Bradley fought against segregation with a petition in Federal Court requesting an injunction of operations against the Baltimore City Passenger Railway. The railway company had a policy of forcing blacks to stand on an uncovered platform outside of the covered portion of the railway car. After the original petitioners withdrew their complaints, Bradley filed an amended petition against the railway company alleging “that the street car company refused to let him ride in violation of his privileges and immunities under Article IV, took private property without compensation, and maintained a common nuisance in violation of privileges granted from the government for use of its highways without regard to color or race."

==Black Liberation==
‌Bradley was an assertive political orator who believed in the freedom of the Black race. He was accredited for the beginning of radical ideals that would not properly flourish until long after his death. The Black Power Movement is dated to begin during the 1960s, yet many of Bradley's demonstrations and policies called for the liberation and escalation of the negro population. Another prominent ideal of his comes to the demise of capitalism and to those it benefits. His ideals predate the Populist movement by nearly fifty years. Bradley continues to criticize capitalism through his career. Considering his taunt arrogance and aggressiveness, many whites hated Bradley, yet he was able to "banded together with poor whites over issues like the Homestead Acts, labor reform, and ending imprisonment for debt.” These systems not only effect black people in masses, but highly effected poor whites as well considering they did not have financial mobility to escape these systems.

Bradley was famously known for his pro-violence and offensive approach in making change.

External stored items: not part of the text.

/// Reference data: the nuclide index, the on-disk database and its tables.
///
/// Architecture:
/// ```text
///  <root>/<DATABASE>/El-A.csv | .json | .parquet
///        │
///        ▼
///   ┌──────────┐
///   │ catalog   │  scan file names, join with nuclide index → Element/Isotope
///   └──────────┘
///        │
///        ▼
///   ┌──────────┐
///   │  loader   │  parse one table → CrossSectionTable
///   └──────────┘
/// ```

pub mod catalog;
pub mod loader;
pub mod model;
pub mod nuclides;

Very uniquely in history, he “Led riots against white citizens and police.” His policies were radical and fairly progressive for his time. He expressed that Black individuals should hold office in districts where they are the majority population. Much to the help of Bradley, and other Black activists, Black individuals were able to hold offices in the county until the late 1870s. This was possible due to the rural black population of Chatham. However, they were unable to hold office in Savannah due to being the minority population. He gained the support of the Black citizens with his pro-violence attacks, belief in women’s suffrage, to end convict leasing, and incorporate Blacks into the state militia.

Bradley was very famous within the newspapers during his time for his role in politics. It is recorded that Bradley was very confrontational with white citizens and police. According to the Georgia Weekly Telegraph and Georgia Journal & Messenger, “The whites in Savannah were but 11,000 – but the blacks 14,000 and if they got to fighting, at every corner of the streets the whites would meet another black with hatchets in their hands.” This was Bradley’s pro-violence response to the Chairman when Georgia was denied the right to assess the polls. Bradley threatened that “servant girls would burn the beds of white daughters and wives and their fathers and husbands would stop fighting to find them.” By targeting the weakest part of the family dynamic it was a for-sure way to ensure that they are not met with resistance. Bradley’s fearlessness could have been explained by his countless arrests, which were also publicized in the local newspapers.

==Social initiatives==
Bradley was not afraid to challenge the status quo; "seeing himself as a champion of all blacks’ causes, he cast his interests broadly, establishing loose contacts with black churches and soon opening a school. He began agitating for black suffrage, joining forces with the vote campaign.... He accused the city police and the mayor's court of discrimination toward blacks [and] charged the Savannah Freedmen's Bureau Court with similar irregularities and requested inauguration of appeal procedures, offering his services as judge...."

His name is listed on the historical marker the "Original 33", a plaque listing the first 33 African-American members of the Georgia General Assembly who were elected to office in 1868.